[Material supplied — start]
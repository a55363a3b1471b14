//! Price ticker board with direction tracking

use crate::protocol::TickerUpdate;

/// Direction of the latest price move
#[derive(Debug, Clone, Copy, PartialEq, Eq)]
pub enum PriceDirection {
    Up,
    Down,
    Neutral,
}

/// Current and previous ticker, for change indication
#[derive(Debug, Default)]
pub struct TickerBoard {
    current: Option<TickerUpdate>,
    previous: Option<TickerUpdate>,
}

impl TickerBoard {
    pub fn new() -> Self {
        Self::default()
    }

    pub fn apply(&mut self, update: TickerUpdate) {
        self.previous = self.current.take();
        self.current = Some(update);
    }

    pub fn current(&self) -> Option<&TickerUpdate> {
        self.current.as_ref()
    }

    pub fn has_data(&self) -> bool {
        self.current.is_some()
    }

    /// Neutral until two updates have arrived
    pub fn direction(&self) -> PriceDirection {
        match (&self.current, &self.previous) {
            (Some(current), Some(previous)) => {
                if current.price > previous.price {
                    PriceDirection::Up
                } else if current.price < previous.price {
                    PriceDirection::Down
                } else {
                    PriceDirection::Neutral
                }
            }
            _ => PriceDirection::Neutral,
        }
    }
}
[Material supplied — finish]
## Work instructions
Reproduce exactly the line that holds "updates have arrived", then every line after it, ending with the final line of the records above.

## Result for this exercise
    /// Neutral until two updates have arrived
    pub fn direction(&self) -> PriceDirection {
        match (&self.current, &self.previous) {
            (Some(current), Some(previous)) => {
                if current.price > previous.price {
                    PriceDirection::Up
                } else if current.price < previous.price {
                    PriceDirection::Down
                } else {
                    PriceDirection::Neutral
                }
            }
            _ => PriceDirection::Neutral,
        }
    }
}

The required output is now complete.